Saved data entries
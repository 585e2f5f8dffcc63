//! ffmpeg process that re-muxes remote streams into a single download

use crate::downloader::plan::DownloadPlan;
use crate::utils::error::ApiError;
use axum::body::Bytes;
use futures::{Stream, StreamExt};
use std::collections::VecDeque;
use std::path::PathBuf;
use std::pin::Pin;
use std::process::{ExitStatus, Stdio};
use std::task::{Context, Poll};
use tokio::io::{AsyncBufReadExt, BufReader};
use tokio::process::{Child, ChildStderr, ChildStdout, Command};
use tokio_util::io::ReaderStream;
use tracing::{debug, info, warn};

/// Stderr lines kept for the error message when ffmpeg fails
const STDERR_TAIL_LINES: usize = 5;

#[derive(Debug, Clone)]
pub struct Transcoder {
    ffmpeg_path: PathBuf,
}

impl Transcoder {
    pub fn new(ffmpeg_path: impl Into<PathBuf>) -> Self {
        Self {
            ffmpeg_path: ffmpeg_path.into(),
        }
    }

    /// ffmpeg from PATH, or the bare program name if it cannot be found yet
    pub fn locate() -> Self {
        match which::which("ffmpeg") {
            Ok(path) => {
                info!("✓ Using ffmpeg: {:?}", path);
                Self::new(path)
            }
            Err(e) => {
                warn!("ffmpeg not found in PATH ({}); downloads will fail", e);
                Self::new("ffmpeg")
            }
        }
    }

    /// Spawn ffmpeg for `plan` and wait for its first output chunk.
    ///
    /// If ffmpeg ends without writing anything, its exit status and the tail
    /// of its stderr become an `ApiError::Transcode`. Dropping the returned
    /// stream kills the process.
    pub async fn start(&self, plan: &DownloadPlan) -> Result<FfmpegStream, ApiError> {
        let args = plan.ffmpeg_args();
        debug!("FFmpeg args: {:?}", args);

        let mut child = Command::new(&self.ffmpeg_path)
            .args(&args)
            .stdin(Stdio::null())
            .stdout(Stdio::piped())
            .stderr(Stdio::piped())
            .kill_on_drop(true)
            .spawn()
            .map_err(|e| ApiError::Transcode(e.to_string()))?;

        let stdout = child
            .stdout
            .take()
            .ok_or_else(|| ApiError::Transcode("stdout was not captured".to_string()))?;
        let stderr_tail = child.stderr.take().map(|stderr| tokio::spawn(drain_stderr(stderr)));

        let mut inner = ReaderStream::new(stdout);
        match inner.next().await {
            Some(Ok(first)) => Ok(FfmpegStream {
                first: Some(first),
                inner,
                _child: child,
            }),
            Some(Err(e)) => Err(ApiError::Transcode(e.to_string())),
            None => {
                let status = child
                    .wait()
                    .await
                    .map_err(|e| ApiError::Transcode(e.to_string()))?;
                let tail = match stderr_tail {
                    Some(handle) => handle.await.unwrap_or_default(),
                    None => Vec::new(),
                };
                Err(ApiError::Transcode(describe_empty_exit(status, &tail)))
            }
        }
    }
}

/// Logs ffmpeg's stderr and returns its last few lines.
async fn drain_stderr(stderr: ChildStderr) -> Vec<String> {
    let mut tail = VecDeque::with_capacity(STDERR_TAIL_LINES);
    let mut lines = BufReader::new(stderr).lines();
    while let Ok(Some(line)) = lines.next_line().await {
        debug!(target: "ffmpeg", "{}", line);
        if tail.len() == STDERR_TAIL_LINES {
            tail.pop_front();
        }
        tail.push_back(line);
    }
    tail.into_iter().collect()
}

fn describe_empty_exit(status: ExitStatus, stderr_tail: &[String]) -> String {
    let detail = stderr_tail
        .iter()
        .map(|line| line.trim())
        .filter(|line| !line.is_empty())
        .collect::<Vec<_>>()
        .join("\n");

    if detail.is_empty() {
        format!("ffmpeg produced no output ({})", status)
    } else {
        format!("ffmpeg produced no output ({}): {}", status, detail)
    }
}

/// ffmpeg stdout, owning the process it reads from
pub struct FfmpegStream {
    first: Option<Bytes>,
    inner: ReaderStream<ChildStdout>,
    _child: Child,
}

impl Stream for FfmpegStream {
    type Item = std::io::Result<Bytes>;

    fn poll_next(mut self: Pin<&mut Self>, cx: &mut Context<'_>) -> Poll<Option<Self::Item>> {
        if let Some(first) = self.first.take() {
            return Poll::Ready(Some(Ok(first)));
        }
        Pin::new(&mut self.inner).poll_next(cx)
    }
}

---

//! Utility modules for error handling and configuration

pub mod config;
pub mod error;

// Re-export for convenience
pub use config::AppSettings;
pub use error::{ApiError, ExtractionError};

--

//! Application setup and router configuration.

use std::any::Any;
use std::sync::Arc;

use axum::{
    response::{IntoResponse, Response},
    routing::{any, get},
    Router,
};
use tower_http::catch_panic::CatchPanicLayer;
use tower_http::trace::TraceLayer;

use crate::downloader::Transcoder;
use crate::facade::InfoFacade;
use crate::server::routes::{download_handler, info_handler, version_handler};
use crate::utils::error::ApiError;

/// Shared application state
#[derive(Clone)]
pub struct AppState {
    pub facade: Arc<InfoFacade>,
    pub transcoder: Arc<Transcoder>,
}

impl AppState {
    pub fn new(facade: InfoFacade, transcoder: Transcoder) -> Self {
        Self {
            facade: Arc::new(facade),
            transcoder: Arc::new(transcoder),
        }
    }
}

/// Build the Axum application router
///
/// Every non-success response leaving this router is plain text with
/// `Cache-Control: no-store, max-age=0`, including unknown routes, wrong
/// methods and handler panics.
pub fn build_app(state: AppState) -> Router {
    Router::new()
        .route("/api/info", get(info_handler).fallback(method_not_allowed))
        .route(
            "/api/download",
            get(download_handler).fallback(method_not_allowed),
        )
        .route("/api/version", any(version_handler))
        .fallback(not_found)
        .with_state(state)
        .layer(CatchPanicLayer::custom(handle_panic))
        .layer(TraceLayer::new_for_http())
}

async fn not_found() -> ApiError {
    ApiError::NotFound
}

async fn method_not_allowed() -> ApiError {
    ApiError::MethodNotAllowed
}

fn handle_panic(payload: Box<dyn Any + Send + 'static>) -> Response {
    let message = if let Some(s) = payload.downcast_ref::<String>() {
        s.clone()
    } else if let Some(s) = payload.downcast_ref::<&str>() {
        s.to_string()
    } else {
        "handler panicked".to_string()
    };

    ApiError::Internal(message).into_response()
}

» Directions for this task: Nothing should appear in the answer except the lines above from the line with "repository 585e2f5f8dffcc63" through the line with "use std::path::PathBuf;", both included, written out exactly.

» Answer for the task:
repository 585e2f5f8dffcc63
//! ffmpeg process that re-muxes remote streams into a single download

use crate::downloader::plan::DownloadPlan;
use crate::utils::error::ApiError;
use axum::body::Bytes;
use futures::{Stream, StreamExt};
use std::collections::VecDeque;
use std::path::PathBuf;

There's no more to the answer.